I would much rather do it via Typescripts annotations than JSDocs.

It's not clutter as it was deemed necessary by the writer (me).

If I don't want to use type annotations, I simply don't add them and
Typescript does not force you to do so unless you tell it to.

------
com2kid
I wasn't a huge fan of the "single thread for everything" paradigm, then I
helped design a single threaded cooperatively multitasked embedded OS in
C/C++.

No overhead from context switches. Everyone who is running knows how long they
have to run, and knows that they are NOT going to get interrupted. No need to
worry about locks or how to share data. Want to pass data to another module?
Just pass it through well defined interfaces and you darn well know there will
never be a read/write conflict, and the next time that module's code runs,
it'll have access to that data. (No queue!)

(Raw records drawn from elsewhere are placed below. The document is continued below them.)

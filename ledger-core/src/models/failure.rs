use rust_decimal::Decimal;

/// Caller-visible domain failures.
///
/// Ports return these as the inner layer of a nested result:
/// `Result<Result<T, LedgerFailure>, Self::Error>`. The outer layer is the
/// backend's own infrastructure error (connection loss, corrupt row); the
/// inner layer is a failure of the request itself and is meaningful to the
/// caller regardless of backend.
#[derive(Debug, Clone, PartialEq, Eq, serde::Serialize, serde::Deserialize, thiserror::Error)]
pub enum LedgerFailure {
    /// Malformed numeric input, out-of-range percentage, or an otherwise
    /// unusable argument. These are programmer or input errors.
    #[error("invalid argument: {0}")]
    InvalidArgument(String),

    /// A required parent entity (budget, item, currency, actor, or a rate
    /// for an exact date) is absent. Never silently substituted.
    #[error("{0} not found")]
    NotFound(String),

    /// The acting party lacks the capability this operation requires.
    #[error("forbidden: {0}")]
    Forbidden(String),

    /// An admin draw would exceed the profit available on the budget.
    #[error("limit exceeded: requested {requested}, available {available}")]
    LimitExceeded {
        /// The amount the caller attempted to draw.
        requested: Decimal,
        /// The profit still available for draws on the budget.
        available: Decimal,
    },

    /// A concurrent writer violated a uniqueness guarantee (e.g. two open
    /// price versions). Surfaced only when the store's locking detects it.
    #[error("conflict: {0}")]
    Conflict(String),
}

impl LedgerFailure {
    /// Shorthand for [`LedgerFailure::InvalidArgument`].
    pub fn invalid(message: impl Into<String>) -> Self {
        Self::InvalidArgument(message.into())
    }

    /// Shorthand for [`LedgerFailure::NotFound`].
    pub fn not_found(entity: impl Into<String>) -> Self {
        Self::NotFound(entity.into())
    }
}
//! Configuration types for the SQLite database connection.

use serde::{Deserialize, Serialize};
use std::path::PathBuf;

/// Configuration for SQLite database connections.
///
/// # Examples
///
/// ```
/// use ledger_sqlite::config::SqliteConfig;
/// use std::path::PathBuf;
///
/// // In-memory database (default)
/// let config = SqliteConfig::default();
///
/// // File-based database
/// let config = SqliteConfig {
///     database_path: Some(PathBuf::from("ledger.db")),
///     create_if_missing: true,
/// };
/// ```
#[derive(Debug, Clone, Deserialize, Serialize)]
pub struct SqliteConfig {
    /// Database file path. If None, uses in-memory database
    pub database_path: Option<PathBuf>,

    /// Whether to create the database if it doesn't exist
    #[serde(default = "default_true")]
    pub create_if_missing: bool,
}

fn default_true() -> bool {
    true
}

impl Default for SqliteConfig {
    fn default() -> Self {
        Self {
            database_path: None,
            create_if_missing: true,
        }
    }
}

The only exception, and what made it all possible, was the interrupt routines
from hardware[1]. Anyone who subscribed to hardware events (entire OS was
subscription based, no polling reads ever) had to implement a "thunk pattern"
to put data into a receive buffer. The design pattern to do this was the same
everywhere in all modules, making code understandable across the entire
project.

It is an incredibly freeing paradigm to write in. It becomes so much easier to
prove[2] the correctness of code when you can read all the code straight
through and not have to ever worry about someone stomping on your data.

It wasn't an RTOS, but even so, it becomes really easy to start providing
performance guarantees.

Internal builds had a watchdog timer[3] that would crash the device if it
wasn't 'kicked' every so often. Set that to 3ms, start working with the code,
and the stack traces tell you instantly who is over their CPU budget. Rewrite
code and break it apart into multiple chunks that are scheduled for later
execution, repeat until everyone is under their CPU allotment.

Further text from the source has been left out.